Your letter last week was laced with political fire, and it moved me. I, too, am exhausted by the long history of white men grasping for power, taking power, controlling bodies in their quest for power, working together to maintain that power. And I, too, as a white woman, am not absolved. I am particularly inspired by your exploration of how you might leverage your reflective, slower-paced tendencies in the resistance. I am certain that your brilliant ability to see and play the long game is deeply needed in this fight, as is your steadiness, your thoughtfulness, your care. Sometimes it feels like we as individuals are powerless to influence the kind of sweeping changes we are working toward, but then, as you say, we can take steps by even just changing our language. You mentioned having added your preferred pronouns to your email signature, and how it felt significant and maybe even a little scary at first. I think this makes sense. There is a way in which you can imagine someone thinking language changes are symbolic or academic, but in truth, the words we use—particularly the labels—are political, and bucking them is indeed an act of rebellion.
I feel generally perplexed by and impatient with the adherence so many people have to the way things always have been.

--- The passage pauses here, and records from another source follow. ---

//! Logging utilities
//!
//! The crate reports degraded renderable units and traversal anomalies through
//! the `log` facade; hosts pick the backend. This helper wires up `env_logger`
//! for executables and tests that want one.

pub use log::{debug, error, info, trace, warn};

/// Initialize the logging system.
///
/// Safe to call more than once; later calls are ignored.
pub fn init() {
    let _ = env_logger::builder().is_test(cfg!(test)).try_init();
}
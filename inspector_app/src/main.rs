//! Scene inspector
//!
//! Assembles a small 3D annotation model in memory, builds it under every
//! visualization mode, and logs a per-mode summary of the resulting tree.
//! Useful for eyeballing how the encodings differ without a host renderer.

use std::collections::HashMap;

use u3d_scene::builder::SceneBuilder;
use u3d_scene::config::{SceneStyle, VisualizationMode};
use u3d_scene::foundation::math::{Mat4, Vec2, Vec3, Vec4};
use u3d_scene::model::{
    Geometry, ImageData, Line, LineSetGeometry, LightSource, MaterialResource, MeshGeometry,
    ModelStore, Node, NodeKind, Point, PointSetGeometry, Shader, TextureBinding, Triangle,
    TriangleVertex,
};
use u3d_scene::scene::{Scene, SceneNodeContent};

fn main() {
    env_logger::init();

    let store = sample_store();
    let style = SceneStyle {
        auxiliary_color: Vec4::new(1.0, 0.2, 0.2, 1.0),
        opacity: 0.35,
        point_size: 3.0,
        ..SceneStyle::default()
    };

    for mode in VisualizationMode::ALL {
        let builder = SceneBuilder::new(mode, style.clone());
        match builder.build(&store, "world") {
            Ok(scene) => report(mode, &scene),
            Err(err) => log::error!("{mode:?}: build failed: {err}"),
        }
    }
}

fn report(mode: VisualizationMode, scene: &Scene) {
    let Some(root) = &scene.root else {
        log::info!("{mode:?}: empty scene");
        return;
    };

    let mut nodes = 0usize;
    let mut vertices = 0u32;
    let mut indices = 0u32;
    for node in root.descendants() {
        nodes += 1;
        if let SceneNodeContent::Renderable(unit) = &node.content {
            vertices += unit.geometry.vertex_count();
            indices += unit.geometry.index_count();
        }
    }

    log::info!(
        "{mode:?}: {nodes} nodes, {} units ({vertices} vertices, {indices} indices), \
         {} lights, ambient {:.2} {:.2} {:.2}",
        root.render_unit_count(),
        root.light_count(),
        scene.ambient_light.x,
        scene.ambient_light.y,
        scene.ambient_light.z,
    );
}

/// A small assembly: a textured quad, a point cloud, a two-shader polyline,
/// a light rig, and a camera that never renders.
fn sample_store() -> ModelStore {
    let mut store = ModelStore::new();

    store.insert_material(
        "pewter",
        MaterialResource {
            ambient: Vec4::new(0.11, 0.06, 0.11, 1.0),
            diffuse: Vec4::new(0.43, 0.47, 0.54, 1.0),
            specular: Vec4::new(0.33, 0.33, 0.52, 1.0),
        },
    );
    store.insert_texture("checker", checker_texture(8, 8));

    store.insert_shader("surface", Shader::flat("pewter"));
    let mut decal = Shader::flat("pewter");
    decal.texture_bindings = vec![TextureBinding {
        texture_name: "checker".to_string(),
        channel: 0,
    }];
    store.insert_shader("decal", decal);
    let mut strokes = Shader::flat("pewter");
    strokes.use_vertex_color = true;
    store.insert_shader("strokes", strokes);

    store.insert_geometry("quad", Geometry::Mesh(quad_mesh()));
    store.insert_geometry("cloud", Geometry::PointSet(point_cloud()));
    store.insert_geometry("outline", Geometry::LineSet(polyline()));

    store.insert_light(
        "sky",
        LightSource::Ambient {
            color: Vec3::new(0.9, 0.9, 1.0),
            intensity: 0.2,
        },
    );
    store.insert_light(
        "bulb",
        LightSource::Point {
            color: Vec3::new(1.0, 0.95, 0.8),
            intensity: 1.5,
            attenuation: [1.0, 0.09, 0.032],
        },
    );

    store.insert_node(
        Node::new("world", NodeKind::Group)
            .with_children(["geometry", "lights", "camera"])
            .with_constant_transform(Mat4::identity()),
    );

    let mut offsets = HashMap::new();
    offsets.insert(
        "cloud-node".to_string(),
        Mat4::new_translation(&Vec3::new(2.5, 0.0, 0.0)),
    );
    offsets.insert(
        "outline-node".to_string(),
        Mat4::new_translation(&Vec3::new(-2.5, 0.0, 0.0)),
    );
    store.insert_node(
        Node::new("geometry", NodeKind::Group)
            .with_children(["quad-node", "cloud-node", "outline-node"])
            .with_per_child_transforms(offsets),
    );
    store.insert_node(Node::new("quad-node", NodeKind::Model).with_resource("quad"));
    store.insert_node(Node::new("cloud-node", NodeKind::Model).with_resource("cloud"));
    store.insert_node(Node::new("outline-node", NodeKind::Model).with_resource("outline"));

    store.insert_node(Node::new("lights", NodeKind::Group).with_children(["sky-node", "bulb-node"]));
    store.insert_node(Node::new("sky-node", NodeKind::Light).with_resource("sky"));
    store.insert_node(Node::new("bulb-node", NodeKind::Light).with_resource("bulb"));

    store.insert_node(Node::new("camera", NodeKind::View));

    store
}

fn quad_mesh() -> MeshGeometry {
    let vertex = |position, texture_coord| TriangleVertex {
        position,
        normal: 0,
        diffuse_color: 0,
        texture_coord,
    };
    let triangle = |a, b, c| Triangle {
        vertices: [a, b, c],
        has_texture: true,
        has_diffuse: false,
        has_specular: false,
        shading_id: 0,
    };

    let mut shaders = HashMap::new();
    shaders.insert(0, "decal".to_string());

    MeshGeometry {
        positions: vec![
            Vec3::new(-1.0, -1.0, 0.0),
            Vec3::new(1.0, -1.0, 0.0),
            Vec3::new(1.0, 1.0, 0.0),
            Vec3::new(-1.0, 1.0, 0.0),
        ],
        normals: vec![Vec3::new(0.0, 0.0, 1.0)],
        diffuse_colors: vec![Vec4::new(1.0, 1.0, 1.0, 1.0)],
        texture_coords: vec![
            Vec2::new(0.0, 0.0),
            Vec2::new(1.0, 0.0),
            Vec2::new(1.0, 1.0),
            Vec2::new(0.0, 1.0),
        ],
        triangles: vec![
            triangle(vertex(0, 0), vertex(1, 1), vertex(2, 2)),
            triangle(vertex(2, 2), vertex(3, 3), vertex(0, 0)),
        ],
        shaders,
    }
}

fn point_cloud() -> PointSetGeometry {
    let positions: Vec<Vec3> = (0..27u32)
        .map(|i| {
            Vec3::new(
                (i % 3) as f32 - 1.0,
                ((i / 3) % 3) as f32 - 1.0,
                (i / 9) as f32 - 1.0,
            )
        })
        .collect();
    let diffuse_colors = positions
        .iter()
        .map(|p| Vec4::new(p.x.abs(), p.y.abs(), p.z.abs(), 1.0))
        .collect();
    let points = (0..27u32)
        .map(|i| Point {
            position: i,
            diffuse_color: i,
        })
        .collect();

    PointSetGeometry {
        positions,
        diffuse_colors,
        points,
    }
}

fn polyline() -> LineSetGeometry {
    let mut shaders = HashMap::new();
    shaders.insert(0, "surface".to_string());
    shaders.insert(1, "strokes".to_string());

    LineSetGeometry {
        positions: vec![
            Vec3::new(0.0, 0.0, 0.0),
            Vec3::new(1.0, 0.5, 0.0),
            Vec3::new(2.0, 0.0, 0.0),
            Vec3::new(3.0, 0.5, 0.0),
        ],
        diffuse_colors: vec![
            Vec4::new(1.0, 0.0, 0.0, 1.0),
            Vec4::new(0.0, 1.0, 0.0, 1.0),
            Vec4::new(0.0, 0.0, 1.0, 1.0),
            Vec4::new(1.0, 1.0, 0.0, 1.0),
        ],
        lines: vec![
            Line {
                position1: 0,
                position2: 1,
                diffuse_color1: 0,
                diffuse_color2: 1,
                shading_id: 0,
            },
            Line {
                position1: 1,
                position2: 2,
                diffuse_color1: 1,
                diffuse_color2: 2,
                shading_id: 1,
            },
            Line {
                position1: 2,
                position2: 3,
                diffuse_color1: 2,
                diffuse_color2: 3,
                shading_id: 1,
            },
        ],
        shaders,
    }
}

fn checker_texture(width: u32, height: u32) -> ImageData {
    let mut data = Vec::with_capacity((width * height * 4) as usize);
    for y in 0..height {
        for x in 0..width {
            let on = (x + y) % 2 == 0;
            let value = if on { 230 } else { 40 };
            data.extend_from_slice(&[value, value, value, 255]);
        }
    }
    ImageData {
        data,
        width,
        height,
        channels: 4,
    }
}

Whether it is J.K. Rowling going on tirades about what it means to be a woman or white men complaining that “they can’t say anything anymore,” I am tired of it all. Why should they not expect that society should continue to evolve and that they have a moral obligation to be curious about that evolution? Instead, they ask for empathy based on their self-proclaimed “good intentions.” As we have covered in a past letter, my empathy coffers may be lower than average, and certainly so with people who prioritize their own comfort above all else.

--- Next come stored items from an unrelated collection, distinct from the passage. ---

//! Builder configuration: visualization modes and style parameters

use serde::{Deserialize, Serialize};

use crate::foundation::math::Vec4;

/// Visualization modes selectable by the viewer.
///
/// Every mode is representable in a document's view settings; only a subset has
/// a defined encoding for every geometry kind. Modes without an encoding for a
/// kind are rejected with [`crate::SceneError::UnsupportedMode`].
#[derive(Debug, Clone, Copy, PartialEq, Eq, Hash, Serialize, Deserialize)]
pub enum VisualizationMode {
    /// Filled faces with resolved materials
    Solid,
    /// Filled faces with superimposed edges
    SolidWireframe,
    /// Filled faces at reduced opacity
    Transparent,
    /// Transparent faces with superimposed edges
    TransparentWireframe,
    /// Axis-aligned bounding box, edges only
    BoundingBox,
    /// Axis-aligned bounding box, translucent faces only
    TransparentBoundingBox,
    /// Translucent bounding box with outlined edges
    TransparentBoundingBoxOutline,
    /// Edges only
    Wireframe,
    /// Shaded edges
    ShadedWireframe,
    /// Edges with hidden-line removal
    HiddenWireframe,
    /// Vertices only
    Vertices,
    /// Vertices colored from the model's per-vertex data
    ShadedVertices,
    /// Monochrome illustration rendering
    Illustration,
    /// Filled faces with silhouette outline
    SolidOutline,
    /// Shaded illustration rendering
    ShadedIllustration,
}

impl VisualizationMode {
    /// All modes, in declaration order.
    pub const ALL: [Self; 15] = [
        Self::Solid,
        Self::SolidWireframe,
        Self::Transparent,
        Self::TransparentWireframe,
        Self::BoundingBox,
        Self::TransparentBoundingBox,
        Self::TransparentBoundingBoxOutline,
        Self::Wireframe,
        Self::ShadedWireframe,
        Self::HiddenWireframe,
        Self::Vertices,
        Self::ShadedVertices,
        Self::Illustration,
        Self::SolidOutline,
        Self::ShadedIllustration,
    ];
}

/// Style parameters accompanying a visualization mode.
///
/// These are plain values handed over by the host viewer; they are not read
/// from any file by this crate.
#[derive(Debug, Clone, PartialEq, Serialize, Deserialize)]
pub struct SceneStyle {
    /// Tint for edges, points, and bounding boxes
    pub auxiliary_color: Vec4,
    /// Face color for modes that override materials
    pub face_color: Vec4,
    /// Opacity in [0, 1] for transparent bounding-box faces
    pub opacity: f32,
    /// Fixed point size in pixels for vertex rendering
    pub point_size: f32,
    /// Normal-smoothing crease angle in degrees (accepted, not exercised by
    /// the covered encodings)
    pub crease_angle: f32,
}

impl Default for SceneStyle {
    fn default() -> Self {
        Self {
            auxiliary_color: Vec4::new(0.0, 0.0, 0.0, 1.0),
            face_color: Vec4::new(1.0, 1.0, 1.0, 1.0),
            opacity: 0.5,
            point_size: 1.0,
            crease_angle: 45.0,
        }
    }
}

#[cfg(test)]
mod tests {
    use super::*;

    #[test]
    fn test_mode_list_is_complete() {
        assert_eq!(VisualizationMode::ALL.len(), 15);
        // No duplicates
        for (i, a) in VisualizationMode::ALL.iter().enumerate() {
            for b in &VisualizationMode::ALL[i + 1..] {
                assert_ne!(a, b);
            }
        }
    }

    #[test]
    fn test_style_default_opacity_in_range() {
        let style = SceneStyle::default();
        assert!((0.0..=1.0).contains(&style.opacity));
        assert!(style.point_size > 0.0);
    }
}
//! Light resources of the parsed model

use crate::foundation::math::Vec3;

/// A light resource.
///
/// Ambient lights contribute to a scene-wide accumulator during a build and
/// never become entities; the other kinds map to light entities in the output
/// tree.
#[derive(Debug, Clone, PartialEq)]
pub enum LightSource {
    /// Omnipresent base illumination
    Ambient {
        /// Light color (RGB)
        color: Vec3,
        /// Intensity multiplier
        intensity: f32,
    },
    /// Parallel rays, position-independent
    Directional {
        /// Light color (RGB)
        color: Vec3,
        /// Intensity multiplier
        intensity: f32,
    },
    /// Radiates from a position with distance falloff
    Point {
        /// Light color (RGB)
        color: Vec3,
        /// Intensity multiplier
        intensity: f32,
        /// Constant, linear, and quadratic falloff coefficients
        attenuation: [f32; 3],
    },
    /// Cone of light with distance falloff
    Spot {
        /// Light color (RGB)
        color: Vec3,
        /// Intensity multiplier
        intensity: f32,
        /// Constant, linear, and quadratic falloff coefficients
        attenuation: [f32; 3],
        /// Cone cutoff angle in degrees
        cut_off_angle: f32,
    },
}
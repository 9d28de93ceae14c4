use tracing::{debug, instrument};

use crate::atom::{ActivityFeed, decode_atom};
use crate::client::JiraClient;
use crate::endpoints::{encode_query_value, require_non_empty};
use crate::error::Result;

impl JiraClient {
  /// Get the activity stream of a single user
  #[instrument(skip(self), level = "debug")]
  pub async fn get_user_activity(&self, username: &str) -> Result<ActivityFeed> {
    let username = require_non_empty("username", username)?;
    let url = format!(
      "{}?streams={}",
      self.config.activity_url(),
      encode_query_value(&format!("user IS {username}"))
    );

    self.get_activity(&url).await
  }

  /// Get an activity feed from a full URL, such as the `next` link of a
  /// previously fetched feed
  #[instrument(skip(self), level = "debug")]
  pub async fn get_activity(&self, url: &str) -> Result<ActivityFeed> {
    let url = require_non_empty("activity feed url", url)?;

    let body = self.get(url).await?;
    let feed = decode_atom(&body)?;
    debug!("Activity feed '{}' has {} entries", feed.title, feed.entries.len());

    Ok(feed)
  }
}
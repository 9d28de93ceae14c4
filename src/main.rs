//! pulse: command line front end for the pulse-jira client.
//!
//! Every subcommand prints its result as pretty JSON on stdout. Diagnostics
//! go to stderr through `tracing`.

mod cli;

use std::env;

use anyhow::Result;
use clap::Parser;
use tracing::Level;
use tracing_subscriber::EnvFilter;

use crate::cli::Cli;

const ENV_VERBOSITY: &str = "PULSE_VERBOSITY";

fn verbosity_to_level(verbosity: u8) -> Level {
  match verbosity {
    0 => Level::WARN,
    1 => Level::INFO,
    2 => Level::DEBUG,
    _ => Level::TRACE,
  }
}

/// `-v` flags win; `PULSE_VERBOSITY` (0-3) applies when none are given.
fn init_tracing(verbose: u8) {
  let verbosity = if verbose > 0 {
    verbose
  } else {
    env::var(ENV_VERBOSITY)
      .ok()
      .and_then(|v| v.parse::<u8>().ok())
      .filter(|level| *level <= 3)
      .unwrap_or(0)
  };

  tracing_subscriber::fmt()
    .with_writer(std::io::stderr)
    .with_target(false)
    .with_env_filter(EnvFilter::default().add_directive(verbosity_to_level(verbosity).into()))
    .try_init()
    .ok();
}

#[tokio::main]
async fn main() -> Result<()> {
  let cli = Cli::parse();
  init_tracing(cli.verbose);

  cli.run().await
}
use pulse_test_utils::fixtures::{ACTIVITY_FEED, FIRST_AUTHOR_INNER, SECOND_AUTHOR_INNER};
use wiremock::matchers::{basic_auth, method, path, query_param};
use wiremock::{Mock, MockServer, ResponseTemplate};

use super::test_client;
use crate::error::{Format, JiraError};

fn atom_response(body: &str) -> ResponseTemplate {
  ResponseTemplate::new(200).set_body_raw(body.as_bytes().to_vec(), "application/atom+xml")
}

#[tokio::test]
async fn test_get_user_activity() -> anyhow::Result<()> {
  let mock_server = MockServer::start().await;
  let client = test_client(&mock_server);

  Mock::given(method("GET"))
    .and(path("/activity"))
    .and(query_param("streams", "user IS bob"))
    .and(basic_auth("test_user", "test_token"))
    .respond_with(atom_response(ACTIVITY_FEED))
    .expect(1)
    .mount(&mock_server)
    .await;

  let feed = client.get_user_activity("bob").await?;
  assert_eq!(feed.entries.len(), 2);
  assert_eq!(feed.entries[0].author.inner_xml, FIRST_AUTHOR_INNER);
  assert_eq!(feed.entries[1].author.inner_xml, SECOND_AUTHOR_INNER);

  let requests = mock_server.received_requests().await.unwrap_or_default();
  assert_eq!(requests[0].url.query(), Some("streams=user+IS+bob"));

  Ok(())
}

#[tokio::test]
async fn test_get_user_activity_custom_path() -> anyhow::Result<()> {
  let mock_server = MockServer::start().await;
  let config = crate::config::ClientConfig::new(&mock_server.uri()).with_activity_path("/jira/activity");
  let client = crate::JiraClient::new(config, crate::models::JiraAuth {
    username: "test_user".to_string(),
    api_token: "test_token".to_string(),
  });

  Mock::given(method("GET"))
    .and(path("/jira/activity"))
    .and(query_param("streams", "user IS jane doe"))
    .respond_with(atom_response(ACTIVITY_FEED))
    .expect(1)
    .mount(&mock_server)
    .await;

  let feed = client.get_user_activity("jane doe").await?;
  assert_eq!(feed.entries.len(), 2);

  Ok(())
}

#[tokio::test]
async fn test_get_activity_follows_next_link() -> anyhow::Result<()> {
  let mock_server = MockServer::start().await;
  let client = test_client(&mock_server);
  let older_page = ACTIVITY_FEED.replace(
    "https://jira.example.com/activity?streams=user+IS+bob&amp;maxResults=10&amp;before=1682928000000",
    "https://jira.example.com/activity?streams=user+IS+bob&amp;before=0",
  );

  Mock::given(method("GET"))
    .and(path("/activity"))
    .and(query_param("before", "1682928000000"))
    .respond_with(atom_response(&older_page))
    .expect(1)
    .mount(&mock_server)
    .await;

  let first = crate::atom::decode_atom(ACTIVITY_FEED.as_bytes())?;
  let next = first
    .next_link()
    .map(|link| link.replace("https://jira.example.com", &mock_server.uri()))
    .unwrap_or_default();

  let second = client.get_activity(&next).await?;
  assert_eq!(second.entries.len(), 2);
  assert_eq!(
    second.next_link(),
    Some("https://jira.example.com/activity?streams=user+IS+bob&before=0")
  );

  Ok(())
}

#[tokio::test]
async fn test_get_activity_malformed_feed() {
  let mock_server = MockServer::start().await;
  let client = test_client(&mock_server);

  Mock::given(method("GET"))
    .and(path("/activity"))
    .respond_with(atom_response("<feed xmlns=\"http://www.w3.org/2005/Atom\"><entry></feed>"))
    .mount(&mock_server)
    .await;

  let err = client.get_user_activity("bob").await.unwrap_err();
  assert!(matches!(
    err,
    JiraError::Decode {
      format: Format::AtomXml,
      ..
    }
  ));
}

#[tokio::test]
async fn test_get_activity_server_error() {
  let mock_server = MockServer::start().await;
  let client = test_client(&mock_server);

  Mock::given(method("GET"))
    .and(path("/activity"))
    .respond_with(ResponseTemplate::new(500).set_body_string("boom"))
    .mount(&mock_server)
    .await;

  let err = client.get_user_activity("bob").await.unwrap_err();
  assert!(matches!(err, JiraError::HttpStatus { .. }));
  assert!(err.to_string().contains("boom"));
}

It is now Friday around happy hour time, which means my triumphant start to my letter on a Thursday faded out last night. Here I am instead, eager to close out the letter so I can join in the pizza prep before Movie Night. (In case you’re wondering, the Broadway musical Newsies! is the plan for the big screen, while a certain someone watches Frozen 2 on the iPad, periodically calling out “I love you” when he wants to reconnect.)

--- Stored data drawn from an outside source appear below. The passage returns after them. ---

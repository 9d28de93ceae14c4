//! Canned Jira payloads for tests
//!
//! JSON fixtures are returned as [`serde_json::Value`] so tests can hand them
//! straight to wiremock's `set_body_json`. The Atom fixtures are raw strings
//! because the decoder under test must see the exact bytes.

use serde_json::{Value, json};

/// Inner markup of the first entry's `author` element in [`ACTIVITY_FEED`]
pub const FIRST_AUTHOR_INNER: &str = r#"
      <name>Bob Builder</name>
      <email>bob@example.com</email>
      <uri>https://jira.example.com/secure/ViewProfile.jspa?name=bob</uri>
      <link rel="photo" href="https://jira.example.com/secure/useravatar?ownerId=bob"/>
      <usr:username>bob</usr:username>
    "#;

/// Inner markup of the second entry's `author` element in [`ACTIVITY_FEED`]
pub const SECOND_AUTHOR_INNER: &str =
  r#"<name>Alice &amp; Co</name><uri>https://jira.example.com/secure/ViewProfile.jspa?name=alice</uri><usr:username>alice</usr:username>"#;

/// Atom feed with two entries, shaped like a Jira activity stream
pub const ACTIVITY_FEED: &str = concat!(
  r#"<?xml version="1.0" encoding="UTF-8"?>
<feed xmlns="http://www.w3.org/2005/Atom" xmlns:activity="http://activitystrea.ms/spec/1.0/" xmlns:usr="http://streams.atlassian.com/syndication/username/1.0">
  <id>https://jira.example.com/activity</id>
  <title type="text">Activity Stream</title>
  <link rel="self" href="https://jira.example.com/activity?streams=user+IS+bob"/>
  <link rel="next" href="https://jira.example.com/activity?streams=user+IS+bob&amp;maxResults=10&amp;before=1682928000000"/>
  <updated>2023-05-01T10:00:00.000Z</updated>
  <entry>
    <id>urn:uuid:6c5d4e5e-0001</id>
    <title type="html">&lt;a href="https://jira.example.com/secure/ViewProfile.jspa?name=bob"&gt;Bob Builder&lt;/a&gt; created PROJ-1</title>
    <author>"#,
  r#"
      <name>Bob Builder</name>
      <email>bob@example.com</email>
      <uri>https://jira.example.com/secure/ViewProfile.jspa?name=bob</uri>
      <link rel="photo" href="https://jira.example.com/secure/useravatar?ownerId=bob"/>
      <usr:username>bob</usr:username>
    "#,
  r#"</author>
    <link rel="alternate" href="https://jira.example.com/browse/PROJ-1"/>
    <updated>2023-05-01T09:30:00.000Z</updated>
    <summary type="html">Created &lt;b&gt;PROJ-1&lt;/b&gt;</summary>
    <category term="created"/>
    <activity:verb>http://activitystrea.ms/schema/1.0/post</activity:verb>
  </entry>
  <entry>
    <id>urn:uuid:6c5d4e5e-0002</id>
    <title type="text">Alice commented on PROJ-1</title>
    <author>"#,
  r#"<name>Alice &amp; Co</name><uri>https://jira.example.com/secure/ViewProfile.jspa?name=alice</uri><usr:username>alice</usr:username>"#,
  r#"</author>
    <link href="https://jira.example.com/browse/PROJ-1?focusedCommentId=10"/>
    <updated>2023-05-01T08:15:00+02:00</updated>
    <summary>Looks good to me</summary>
    <category term="comment"></category>
  </entry>
</feed>
"#
);

/// A JSON issue as returned by `GET /issue/{id}`
pub fn issue_json(key: &str, created: &str) -> Value {
  json!({
      "id": "10000",
      "key": key,
      "self": format!("https://jira.example.com/rest/api/2/issue/{key}"),
      "expand": "renderedFields,names,schema",
      "fields": {
          "summary": "Test issue",
          "description": "This is a test issue",
          "created": created,
          "issuetype": {
              "self": "https://jira.example.com/rest/api/2/issuetype/1",
              "id": "1",
              "description": "A problem which impairs or prevents the functions of the product.",
              "iconUrl": "https://jira.example.com/images/icons/bug.png",
              "name": "Bug",
              "subtask": false
          },
          "project": {
              "self": "https://jira.example.com/rest/api/2/project/10000",
              "id": "10000",
              "key": "PROJ",
              "name": "Project",
              "avatarUrls": {
                  "48x48": "https://jira.example.com/secure/projectavatar?pid=10000"
              }
          },
          "reporter": user_json("alice"),
          "assignee": user_json("bob")
      }
  })
}

/// A JSON user as returned by `GET /user?username=`
pub fn user_json(name: &str) -> Value {
  json!({
      "self": format!("https://jira.example.com/rest/api/2/user?username={name}"),
      "name": name,
      "emailAddress": format!("{name}@example.com"),
      "displayName": format!("User {name}"),
      "active": true,
      "timeZone": "Europe/Paris",
      "avatarUrls": {
          "16x16": format!("https://jira.example.com/secure/useravatar?size=xsmall&ownerId={name}")
      },
      "expand": "groups"
  })
}

/// A JSON search result page as returned by `GET /search`
pub fn search_json(total: u32, start_at: u32, max_results: u32, issues: Vec<Value>) -> Value {
  json!({
      "expand": "names,schema",
      "startAt": start_at,
      "maxResults": max_results,
      "total": total,
      "issues": issues
  })
}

It is amazing to think that next week we will be writing our letters on the eve of Independence Day. I feel wistful to see the summer flying by. Let’s enjoy this last weekend of June!
Your friend,
Sarah
Thursday June 25 and Friday June 26 2020
Dear Sarah,
Another Friday, another set of camp relays around the corner, I hope? Last week I laughed about your foosball table populated with smiling faces from your alumni magazine, and I laughed again when we talked this week and you told me, not even a full week later, that you had some regret that you hadn’t photographed the foosball setup before you threw it away. I can hardly believe you threw it away so soon, let alone at all! This is another way in which we are different. I understand that the foosball table was a dimensional piece, and thus more complicated to store and save, but I thought it might have at least lasted a week! There is a way in which I admire the kind of rigor you employ with the ephemeral objects and pieces that come through your life. I realized as I wrote ephemera that that is one of the things I love best — keeping the things that catch my attention that are not meant to be kept at all, the pages and the lists and the notes and the catalogs. The foosball courts! Upon reflection, I am fairly certain I keep more things than I throw away, an odd thing to recognize. Though can it be true? I get rid of beverage cans and (some) cardboard boxes and (some) yogurt containers and (most) junk mail…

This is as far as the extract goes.